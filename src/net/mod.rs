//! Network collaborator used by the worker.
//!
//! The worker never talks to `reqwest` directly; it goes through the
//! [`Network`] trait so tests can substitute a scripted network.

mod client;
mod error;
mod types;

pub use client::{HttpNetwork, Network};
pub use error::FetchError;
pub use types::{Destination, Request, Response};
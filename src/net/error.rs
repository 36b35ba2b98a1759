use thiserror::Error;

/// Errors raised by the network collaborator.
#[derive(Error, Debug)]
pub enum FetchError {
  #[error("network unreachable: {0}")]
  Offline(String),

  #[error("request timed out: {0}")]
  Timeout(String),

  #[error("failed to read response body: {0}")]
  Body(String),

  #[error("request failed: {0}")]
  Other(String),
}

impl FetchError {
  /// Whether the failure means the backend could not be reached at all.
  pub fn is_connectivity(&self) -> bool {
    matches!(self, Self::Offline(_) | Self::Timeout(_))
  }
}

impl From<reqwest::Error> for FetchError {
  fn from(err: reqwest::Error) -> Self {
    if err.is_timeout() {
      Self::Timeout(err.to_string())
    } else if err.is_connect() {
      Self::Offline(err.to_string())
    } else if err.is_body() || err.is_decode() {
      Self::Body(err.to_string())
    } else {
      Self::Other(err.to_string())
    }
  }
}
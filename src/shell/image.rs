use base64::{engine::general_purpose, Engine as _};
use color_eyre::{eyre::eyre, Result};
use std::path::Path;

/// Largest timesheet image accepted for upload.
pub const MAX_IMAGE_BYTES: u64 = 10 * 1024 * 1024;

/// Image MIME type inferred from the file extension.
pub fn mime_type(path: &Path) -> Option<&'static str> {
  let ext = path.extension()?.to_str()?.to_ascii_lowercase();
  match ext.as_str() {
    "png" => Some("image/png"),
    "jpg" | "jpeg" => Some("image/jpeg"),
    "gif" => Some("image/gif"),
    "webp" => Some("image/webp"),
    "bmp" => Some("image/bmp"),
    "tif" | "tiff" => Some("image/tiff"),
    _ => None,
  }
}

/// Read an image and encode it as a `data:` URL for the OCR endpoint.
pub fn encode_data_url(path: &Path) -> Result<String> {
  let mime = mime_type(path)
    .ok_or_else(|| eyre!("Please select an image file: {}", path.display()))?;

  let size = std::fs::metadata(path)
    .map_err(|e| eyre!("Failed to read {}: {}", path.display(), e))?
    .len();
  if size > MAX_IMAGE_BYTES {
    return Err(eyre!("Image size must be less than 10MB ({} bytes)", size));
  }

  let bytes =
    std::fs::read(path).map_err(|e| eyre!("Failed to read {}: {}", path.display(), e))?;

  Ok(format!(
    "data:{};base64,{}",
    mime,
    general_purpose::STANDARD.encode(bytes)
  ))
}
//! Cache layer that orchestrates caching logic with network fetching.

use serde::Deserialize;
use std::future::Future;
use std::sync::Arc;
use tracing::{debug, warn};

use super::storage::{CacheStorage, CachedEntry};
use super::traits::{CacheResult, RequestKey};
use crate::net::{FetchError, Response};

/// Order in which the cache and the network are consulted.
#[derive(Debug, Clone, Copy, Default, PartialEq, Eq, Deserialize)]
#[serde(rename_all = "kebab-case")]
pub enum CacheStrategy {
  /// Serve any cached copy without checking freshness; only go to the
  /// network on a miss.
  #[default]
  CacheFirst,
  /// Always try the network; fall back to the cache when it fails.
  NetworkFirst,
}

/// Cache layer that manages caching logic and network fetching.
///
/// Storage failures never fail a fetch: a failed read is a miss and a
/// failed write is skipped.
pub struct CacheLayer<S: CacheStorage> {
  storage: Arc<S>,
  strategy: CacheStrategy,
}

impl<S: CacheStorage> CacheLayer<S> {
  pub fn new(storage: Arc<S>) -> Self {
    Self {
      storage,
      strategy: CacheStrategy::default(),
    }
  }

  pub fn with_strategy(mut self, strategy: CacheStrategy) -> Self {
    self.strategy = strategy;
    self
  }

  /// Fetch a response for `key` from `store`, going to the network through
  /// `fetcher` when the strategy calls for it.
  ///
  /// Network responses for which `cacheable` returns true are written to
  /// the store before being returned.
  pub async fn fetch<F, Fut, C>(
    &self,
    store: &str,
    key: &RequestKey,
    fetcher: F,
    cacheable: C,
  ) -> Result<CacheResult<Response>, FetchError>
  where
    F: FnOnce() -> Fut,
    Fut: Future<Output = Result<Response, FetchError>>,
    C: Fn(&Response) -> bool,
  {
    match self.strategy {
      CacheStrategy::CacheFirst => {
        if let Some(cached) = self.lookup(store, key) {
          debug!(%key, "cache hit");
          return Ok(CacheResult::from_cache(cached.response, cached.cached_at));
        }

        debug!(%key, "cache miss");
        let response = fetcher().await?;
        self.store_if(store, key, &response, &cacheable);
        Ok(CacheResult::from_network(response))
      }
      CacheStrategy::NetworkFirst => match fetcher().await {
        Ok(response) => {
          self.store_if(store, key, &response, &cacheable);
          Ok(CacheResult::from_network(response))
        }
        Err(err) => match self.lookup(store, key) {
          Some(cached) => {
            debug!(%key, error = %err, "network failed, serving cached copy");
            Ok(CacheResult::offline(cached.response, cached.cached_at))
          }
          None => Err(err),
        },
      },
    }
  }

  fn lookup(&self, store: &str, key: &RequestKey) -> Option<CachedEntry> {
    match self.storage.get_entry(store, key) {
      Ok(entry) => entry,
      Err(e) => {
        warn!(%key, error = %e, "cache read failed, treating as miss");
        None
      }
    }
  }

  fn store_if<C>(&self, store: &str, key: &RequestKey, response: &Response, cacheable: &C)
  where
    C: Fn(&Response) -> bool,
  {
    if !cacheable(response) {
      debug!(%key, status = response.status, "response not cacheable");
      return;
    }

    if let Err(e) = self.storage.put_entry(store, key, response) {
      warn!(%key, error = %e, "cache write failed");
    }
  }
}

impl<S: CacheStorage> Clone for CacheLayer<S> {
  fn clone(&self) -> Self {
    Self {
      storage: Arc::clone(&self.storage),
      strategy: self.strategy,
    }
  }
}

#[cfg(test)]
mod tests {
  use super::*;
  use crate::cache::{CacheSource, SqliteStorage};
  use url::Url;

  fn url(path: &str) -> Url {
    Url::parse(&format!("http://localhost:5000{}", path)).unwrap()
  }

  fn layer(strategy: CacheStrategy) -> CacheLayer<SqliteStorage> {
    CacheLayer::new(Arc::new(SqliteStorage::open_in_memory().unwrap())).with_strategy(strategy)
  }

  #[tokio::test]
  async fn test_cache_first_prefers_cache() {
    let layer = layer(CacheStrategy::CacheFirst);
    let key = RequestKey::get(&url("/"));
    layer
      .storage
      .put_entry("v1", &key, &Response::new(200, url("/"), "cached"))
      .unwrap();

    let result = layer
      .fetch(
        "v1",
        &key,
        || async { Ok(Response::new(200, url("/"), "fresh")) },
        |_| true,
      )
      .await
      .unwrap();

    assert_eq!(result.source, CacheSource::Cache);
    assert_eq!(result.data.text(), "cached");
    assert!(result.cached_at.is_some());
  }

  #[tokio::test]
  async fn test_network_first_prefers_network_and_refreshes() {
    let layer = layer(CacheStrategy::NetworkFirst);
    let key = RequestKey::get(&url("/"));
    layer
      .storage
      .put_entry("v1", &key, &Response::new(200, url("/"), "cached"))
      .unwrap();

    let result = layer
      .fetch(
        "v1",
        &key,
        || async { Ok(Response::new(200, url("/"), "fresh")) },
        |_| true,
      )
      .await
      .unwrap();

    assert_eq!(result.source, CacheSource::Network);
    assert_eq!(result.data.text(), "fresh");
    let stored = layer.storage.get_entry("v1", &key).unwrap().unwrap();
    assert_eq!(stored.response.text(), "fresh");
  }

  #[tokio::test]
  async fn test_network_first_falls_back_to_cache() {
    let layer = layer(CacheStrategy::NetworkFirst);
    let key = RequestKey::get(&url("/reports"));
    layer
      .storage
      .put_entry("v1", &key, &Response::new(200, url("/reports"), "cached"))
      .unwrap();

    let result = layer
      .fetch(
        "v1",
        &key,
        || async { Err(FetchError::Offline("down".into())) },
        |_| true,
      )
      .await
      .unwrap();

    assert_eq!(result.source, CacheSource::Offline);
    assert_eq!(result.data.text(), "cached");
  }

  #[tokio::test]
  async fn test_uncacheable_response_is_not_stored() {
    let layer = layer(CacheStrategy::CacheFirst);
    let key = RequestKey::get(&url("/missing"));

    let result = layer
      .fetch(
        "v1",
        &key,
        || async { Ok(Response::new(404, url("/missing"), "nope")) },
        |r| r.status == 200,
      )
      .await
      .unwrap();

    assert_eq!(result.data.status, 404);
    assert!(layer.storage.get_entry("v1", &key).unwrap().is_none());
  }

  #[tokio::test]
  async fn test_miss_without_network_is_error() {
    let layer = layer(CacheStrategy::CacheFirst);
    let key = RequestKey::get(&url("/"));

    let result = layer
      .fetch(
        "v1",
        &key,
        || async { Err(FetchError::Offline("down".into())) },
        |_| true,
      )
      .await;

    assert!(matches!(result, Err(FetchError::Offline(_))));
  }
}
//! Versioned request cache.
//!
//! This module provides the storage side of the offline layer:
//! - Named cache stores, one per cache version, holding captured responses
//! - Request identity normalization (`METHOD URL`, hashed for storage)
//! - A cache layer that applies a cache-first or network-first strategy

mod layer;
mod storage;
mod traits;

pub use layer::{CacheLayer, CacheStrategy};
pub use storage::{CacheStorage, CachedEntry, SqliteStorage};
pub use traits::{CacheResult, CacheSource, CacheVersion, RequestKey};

+===+

Across the listing, count every line with "CacheSource" in it and give the number only.

Response below: 5